J’ai donc aussitôt écrit d’une traite :
«Quel amour ?!
«Crier la vérité de l’injustice, devenue pratique universelle et quotidienne de TOUT l’Occident, n’est-ce pas une façon plus vraie et plus réaliste de vivre l’amour ?
«Ce que j’ai lu dans ce livre est digne d’un curé, mais indigne d’un Pape.» (3/10/2018)
Cependant, il me faut signaler que la première Encyclique du Pape François, ?Evangeliigaudium? (La joie de l’Evangile), publié en 2013, avait paru constituer un engagement audacieux et décisif, de l’Église catholique, pour combattre enfin l’injustice monstrueuse, dont sont victimes les milliards, oui les milliards de laissés-pour-compte, à travers le monde. Cette Encyclique me semblait jaillir de la veine même qui avait dicté au Pape Jean-Paul II, ses fameuses quatre-vingt-quatorze déclarations de repentir. Elles figurent toutes dans le fameux livre du journaliste italien, Luigi Accatoli, lui-même ami de Jean-Paul II, ?Quand le Pape demande pardon?. Il n’est pas inutile de signaler que ce livre avait paru en 1997, en trois éditions à la fois : italienne, anglaise et française.
Pour ma part, prêtre de l’Église Catholique, j’y avais même vu l’expression tant attendue, d’une volonté de libération définitive, du mirage désastreux qu’a constitué pour TOUTE l’Église, tant d’Orient que d’Occident, l’alliance avec le pouvoir politique, inaugurée depuis l’empereur Constantin en 313.

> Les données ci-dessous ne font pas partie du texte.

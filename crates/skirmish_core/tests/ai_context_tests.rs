//! Query and command tests for the AI context.
//!
//! Each test builds a small world, wraps one faction in an inline
//! [`AiInterface`] and talks to the game the way a brain would.

use std::sync::Arc;

use skirmish_core::ai::{AiInterface, AiOrder, CommandSpec, IdleBrain, OrderTarget, UnitRef};
use skirmish_core::commander::{Commander, SwitchTeamVote};
use skirmish_core::components::{CommandResult, Field};
use skirmish_core::config::{AiConfig, GameSettings};
use skirmish_core::error::GameError;
use skirmish_core::factions::ControlType;
use skirmish_core::math::GridPos;
use skirmish_core::tech::CommandClass;
use skirmish_test_utils::fixtures::{
    inline_config, logging_config, skirmish_world, RecordingCommander, TestHarness, WorldBuilder,
    CASTLE, CASTLE_RESEARCH_ARMOR, GOLD, SCOUT, SOLDIER, SOLDIER_MOVE, WALL, WOOD, WORKER,
    WORKER_BUILD, WORKER_MOVE,
};

fn interface(harness: &TestHarness, faction: usize, config: AiConfig) -> AiInterface {
    AiInterface::new(harness.context(), faction, config, Box::new(IdleBrain))
        .expect("interface for an existing faction")
}

/// Faction 0 (CPU, team 0) holds a castle at (4, 4); faction 1 (human,
/// team 1) stands `enemies` soldiers in view of it.
fn raid_world(enemies: usize) -> TestHarness {
    let spots = [(7, 3), (7, 4), (7, 5), (8, 3), (8, 4), (8, 5), (6, 6)];
    let mut builder = WorldBuilder::new(32, 32)
        .faction(0, ControlType::Cpu, GridPos::new(4, 4))
        .faction(1, ControlType::Human, GridPos::new(27, 27))
        .unit(0, CASTLE, GridPos::new(4, 4));
    for &(x, y) in spots.iter().take(enemies) {
        builder = builder.unit(1, SOLDIER, GridPos::new(x, y));
    }
    TestHarness::new(builder.build(), GameSettings::default())
}

// =============================================================================
// Identity and map queries
// =============================================================================

#[test]
fn test_basic_queries_reflect_the_world() {
    let harness = TestHarness::new(skirmish_world(3), GameSettings::default());
    let ai = interface(&harness, 2, inline_config());
    ai.with_context(|ctx| {
        assert_eq!(ctx.faction_index(), 2);
        assert_eq!(ctx.team_index(), 2);
        assert_eq!(ctx.faction_count(), 3);
        assert_eq!(ctx.map_max_players(), 3);
        assert_eq!(ctx.map_size(), (32, 32));
        assert_eq!(ctx.home_location(), Some(GridPos::new(27, 4)));
        assert_eq!(ctx.start_location(0), Some(GridPos::new(4, 4)));
        assert_eq!(ctx.control_type(), Some(ControlType::Cpu));
        assert_eq!(ctx.my_unit_count(), 4);
        assert_eq!(ctx.resource_amount(GOLD), 200);
        assert_eq!(ctx.resource_amount(WOOD), 0);
        assert!(ctx.check_costs(WORKER));
        assert!(!ctx.check_costs(CASTLE));
        assert!(ctx.faction_uses_resource_type(WOOD));
        assert_eq!(ctx.unit_type(SCOUT).map(|ut| ut.name), Some("scout".to_string()));
    });
}

#[test]
fn test_requirements_and_upgrades() {
    let harness = raid_world(0);
    let ai = interface(&harness, 0, inline_config());
    let result = ai.with_context(|ctx| {
        assert_eq!(ctx.my_upgrade_count(), 0);
        assert!(ctx.reqs_ok(CASTLE_RESEARCH_ARMOR));
        assert!(!ctx.reqs_ok(999));
        assert!(ctx.unit_type_reqs_ok(SOLDIER));
        ctx.issue_command(AiOrder::new(
            UnitRef::Index(0),
            CommandSpec::Type(CASTLE_RESEARCH_ARMOR),
            OrderTarget::None,
        ))
    });
    assert_eq!(result.unwrap().0, CommandResult::Success);
    harness.world.write().update();
    ai.with_context(|ctx| assert_eq!(ctx.my_upgrade_count(), 1));

    // No castle on faction 1's side.
    let other = interface(&harness, 1, inline_config());
    other.with_context(|ctx| {
        assert!(!ctx.unit_type_reqs_ok(SOLDIER));
        assert!(ctx.unit_type_reqs_ok(WORKER));
        assert_eq!(ctx.my_upgrade_count(), 0);
    });
}

#[test]
fn test_my_unit_out_of_range_is_unit_not_found() {
    let harness = TestHarness::new(skirmish_world(2), GameSettings::default());
    let ai = interface(&harness, 0, inline_config());
    ai.with_context(|ctx| {
        let castle = ctx.my_unit(0).unwrap();
        assert_eq!(castle.unit_type, CASTLE);
        assert!(ctx.is_ally(&castle));
        assert!(matches!(
            ctx.my_unit(4),
            Err(GameError::UnitNotFound { faction: 0, .. })
        ));
    });
}

#[test]
fn test_free_cells_sees_units() {
    let harness = TestHarness::new(skirmish_world(2), GameSettings::default());
    let ai = interface(&harness, 0, inline_config());
    ai.with_context(|ctx| {
        assert!(!ctx.is_free_cells(GridPos::new(4, 4), 1, Field::Land));
        assert!(ctx.is_free_cells(GridPos::new(12, 12), 3, Field::Land));
        assert!(ctx.is_free_cells(GridPos::new(4, 4), 1, Field::Air));
    });
}

// =============================================================================
// Resource queries
// =============================================================================

#[test]
fn test_region_scan_finds_deposit_within_range() {
    let harness = TestHarness::new(skirmish_world(2), GameSettings::default());
    let ai = interface(&harness, 0, inline_config());
    ai.with_context(|ctx| {
        let home = GridPos::new(4, 4);
        assert_eq!(
            ctx.is_resource_in_region(home, WOOD, 3),
            Some(GridPos::new(4, 7))
        );
        assert_eq!(ctx.is_resource_in_region(home, WOOD, 2), None);
        assert_eq!(
            ctx.is_resource_near(GridPos::new(6, 5), GOLD, false),
            Some(GridPos::new(7, 4))
        );
        assert_eq!(ctx.is_resource_near(home, GOLD, false), None);
    });
}

#[test]
fn test_nearest_sighted_resource_ignores_unexplored_deposits() {
    let harness = TestHarness::new(skirmish_world(2), GameSettings::default());
    let ai = interface(&harness, 0, inline_config());
    ai.with_context(|ctx| {
        // Faction 1's gold at (24, 27) is closer to (20, 20) but unexplored.
        assert_eq!(
            ctx.nearest_sighted_resource(GOLD, GridPos::new(20, 20), false),
            Some(GridPos::new(7, 4))
        );
    });
}

#[test]
fn test_nearest_usable_resource_needs_a_harvester() {
    let world = WorldBuilder::new(16, 16)
        .faction(0, ControlType::Cpu, GridPos::new(3, 3))
        .deposit(GridPos::new(6, 3), GOLD, 100)
        .unit(0, CASTLE, GridPos::new(3, 3))
        .build();
    let harness = TestHarness::new(world, GameSettings::default());
    let ai = interface(&harness, 0, inline_config());
    ai.with_context(|ctx| {
        assert_eq!(
            ctx.nearest_sighted_resource(GOLD, GridPos::new(3, 3), false),
            Some(GridPos::new(6, 3))
        );
        assert_eq!(ctx.nearest_sighted_resource(GOLD, GridPos::new(3, 3), true), None);
        assert!(!ctx.can_use_resource_type(GOLD));
    });
}

#[test]
fn test_harvest_cache_avoids_rescans() {
    let harness = TestHarness::new(skirmish_world(2), GameSettings::default());
    let ai = interface(&harness, 0, inline_config());

    for _ in 0..5 {
        assert!(ai.with_context(|ctx| ctx.can_use_resource_type(GOLD)));
    }
    let cache = ai.harvest_cache();
    assert_eq!(cache.scans(), 1);
    let harvester = cache.get(GOLD).expect("first worker cached");

    // The cached worker dies; the next query rescans and finds the other.
    harness.world.write().remove_unit(harvester);
    assert!(ai.with_context(|ctx| ctx.can_use_resource_type(GOLD)));
    let cache = ai.harvest_cache();
    assert_eq!(cache.scans(), 2);
    assert_ne!(cache.get(GOLD), Some(harvester));
}

// =============================================================================
// Threat queries
// =============================================================================

#[test]
fn test_six_enemies_raise_one_warning() {
    let harness = raid_world(6);
    let ai = interface(&harness, 0, inline_config());

    let first = ai.with_context(|ctx| ctx.first_sighted_enemy(10)).unwrap();
    assert_eq!(first.faction, 1);
    assert_eq!(first.pos, GridPos::new(7, 3));
    assert_eq!(ai.enemy_warning_positions(), vec![GridPos::new(7, 3)]);

    // Seeing the same group again does not duplicate the warning.
    ai.with_context(|ctx| ctx.first_sighted_enemy(10));
    assert_eq!(ai.enemy_warning_positions().len(), 1);

    ai.with_context(|ctx| {
        assert!(ctx.remove_enemy_warning_position(GridPos::new(7, 3)));
        assert!(!ctx.remove_enemy_warning_position(GridPos::new(7, 3)));
    });
    assert!(ai.enemy_warning_positions().is_empty());
}

#[test]
fn test_five_enemies_are_sighted_without_warning() {
    let harness = raid_world(5);
    let ai = interface(&harness, 0, inline_config());
    assert!(ai.with_context(|ctx| ctx.first_sighted_enemy(10)).is_some());
    assert!(ai.enemy_warning_positions().is_empty());
}

#[test]
fn test_hidden_and_distant_units_are_not_sighted() {
    let world = WorldBuilder::new(32, 32)
        .faction(0, ControlType::Cpu, GridPos::new(4, 4))
        .faction(1, ControlType::Human, GridPos::new(27, 27))
        .unit(0, CASTLE, GridPos::new(4, 4))
        .unit(1, WALL, GridPos::new(6, 4))
        .unit(1, SOLDIER, GridPos::new(27, 27))
        .build();
    let harness = TestHarness::new(world, GameSettings::default());
    let ai = interface(&harness, 0, inline_config());
    assert!(ai.with_context(|ctx| ctx.first_sighted_enemy(10)).is_none());
}

// =============================================================================
// Commands
// =============================================================================

#[test]
fn test_failed_resolution_leaves_world_untouched() {
    let harness = TestHarness::new(skirmish_world(2), GameSettings::default());
    let ai = interface(&harness, 0, inline_config());
    let before = harness.world.read().state_hash();

    ai.with_context(|ctx| {
        let target = GridPos::new(10, 10);
        assert!(matches!(
            ctx.give_command_class(99, CommandClass::Move, target),
            Err(GameError::UnitNotFound { faction: 0, .. })
        ));
        // Index 0 is the castle, which can't move.
        assert!(matches!(
            ctx.give_command_class(0, CommandClass::Move, target),
            Err(GameError::CommandTypeUnsupported { faction: 0, .. })
        ));
        // Index 1 is a worker, which doesn't own the soldier's move.
        match ctx.give_command_at(1, SOLDIER_MOVE, target) {
            Err(GameError::Desync { world_dump, .. }) => assert!(!world_dump.is_empty()),
            other => panic!("expected Desync, got {other:?}"),
        }
        assert!(matches!(
            ctx.issue_command(AiOrder::new(
                UnitRef::Id(9_999),
                CommandSpec::Class(CommandClass::Stop),
                OrderTarget::None,
            )),
            Err(GameError::UnitNotFound { .. })
        ));
    });

    assert_eq!(harness.world.read().state_hash(), before);
}

#[test]
fn test_cpu_commands_go_through_the_commander() {
    let recorder = Arc::new(RecordingCommander::default());
    let harness = TestHarness::with_commander(
        skirmish_world(2),
        GameSettings::default(),
        Arc::clone(&recorder) as Arc<dyn Commander>,
    );
    let ai = interface(&harness, 0, inline_config());

    let result = ai.with_context(|ctx| {
        assert!(ctx.routes_through_commander());
        ctx.switch_team_vote(1, 0, true);
        ctx.issue_command(
            AiOrder::new(
                UnitRef::Index(1),
                CommandSpec::Class(CommandClass::Move),
                OrderTarget::Position(GridPos::new(10, 10)),
            )
            .in_group(7),
        )
    });
    assert_eq!(result.unwrap().0, CommandResult::Success);

    let commands = recorder.commands();
    assert_eq!(commands.len(), 1);
    assert_eq!(commands[0].faction, 0);
    assert_eq!(commands[0].command.command_type, WORKER_MOVE);
    assert_eq!(commands[0].command.group_id, Some(7));
    assert_eq!(
        recorder.votes(),
        vec![SwitchTeamVote {
            faction: 0,
            requesting_faction: 1,
            team: 0,
            allow: true,
        }]
    );

    // Recorded, not applied.
    let world = harness.world.read();
    assert!(world.faction(0).unwrap().units().iter().all(|u| u.is_idle()));
}

#[test]
fn test_human_faction_commands_apply_directly() {
    let world = WorldBuilder::new(16, 16)
        .faction(0, ControlType::Human, GridPos::new(3, 3))
        .unit(0, WORKER, GridPos::new(3, 3))
        .build();
    let recorder = Arc::new(RecordingCommander::default());
    let harness = TestHarness::with_commander(
        world,
        GameSettings::default(),
        Arc::clone(&recorder) as Arc<dyn Commander>,
    );
    let ai = interface(&harness, 0, inline_config());

    let (result, _) = ai
        .with_context(|ctx| {
            assert!(!ctx.routes_through_commander());
            ctx.give_command_at(0, WORKER_MOVE, GridPos::new(8, 8))
        })
        .unwrap();
    assert_eq!(result, CommandResult::Success);
    assert!(recorder.commands().is_empty());

    let world = harness.world.read();
    let worker = world.faction(0).unwrap().unit(0).unwrap();
    assert_eq!(
        worker.current_command().map(|c| c.command_type),
        Some(WORKER_MOVE)
    );
}

#[test]
fn test_unaffordable_production_is_rejected_by_the_world() {
    let harness = TestHarness::new(skirmish_world(2), GameSettings::default());
    let ai = interface(&harness, 0, inline_config());
    let (result, message) = ai
        .with_context(|ctx| {
            ctx.give_build_command(1, WORKER_BUILD, GridPos::new(8, 8), CASTLE)
        })
        .unwrap();
    assert_eq!(result, CommandResult::FailResources);
    assert!(!message.is_empty());
}

// =============================================================================
// Logging
// =============================================================================

#[test]
fn test_log_file_gets_header_and_filtered_lines() {
    let dir = tempfile::tempdir().unwrap();
    let harness = TestHarness::new(skirmish_world(2), GameSettings::default());
    let ai = interface(&harness, 1, logging_config(dir.path(), 3));

    ai.print_log(1, "scouting");
    ai.print_log(3, "details");
    ai.print_log(4, "too chatty");

    let text = std::fs::read_to_string(dir.path().join("ai1.log")).unwrap();
    let lines: Vec<&str> = text.lines().collect();
    assert_eq!(
        lines[0],
        "AI log file for Tech [skirmish] Faction [faction1] #1"
    );
    assert_eq!(&lines[1..], &["(1) scouting", "(1) details"]);
    assert!(harness.console.lines().is_empty());
}

#[test]
fn test_redirected_log_lines_reach_the_console() {
    let dir = tempfile::tempdir().unwrap();
    let harness = TestHarness::new(skirmish_world(2), GameSettings::default());
    let config = AiConfig {
        log_redirect: true,
        ..logging_config(dir.path(), 2)
    };
    let ai = interface(&harness, 0, config);
    ai.print_log(2, "hello");
    assert_eq!(harness.console.lines(), vec!["(0) hello".to_string()]);
}

#[test]
fn test_unwritable_log_dir_is_cannot_open_log() {
    let dir = tempfile::tempdir().unwrap();
    let harness = TestHarness::new(skirmish_world(2), GameSettings::default());
    let config = logging_config(&dir.path().join("no").join("such").join("dir"), 1);
    match AiInterface::new(harness.context(), 0, config, Box::new(IdleBrain)) {
        Err(GameError::CannotOpenLog { path, .. }) => assert!(path.ends_with("ai0.log")),
        Err(other) => panic!("expected CannotOpenLog, got {other:?}"),
        Ok(_) => panic!("expected CannotOpenLog"),
    }
}

#[test]
fn test_missing_faction_is_rejected() {
    let harness = TestHarness::new(skirmish_world(2), GameSettings::default());
    assert!(matches!(
        AiInterface::new(harness.context(), 5, inline_config(), Box::new(IdleBrain)),
        Err(GameError::InvalidState(_))
    ));
}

Hélas, cette ?percée? théologique n’eut jusqu’à ce jour, aucune suite. Pourtant faut-il être aveugle, pour ne pas voir que le monde entier ne fait, de jour en jour, que basculer dans l’horreur de guerres successives, savamment programmées et diversifiées, dont celle, hors norme, menée par 140 pays, les États-Unis en tête, contre ma patrie, la Syrie, depuis plus de neuf ans ?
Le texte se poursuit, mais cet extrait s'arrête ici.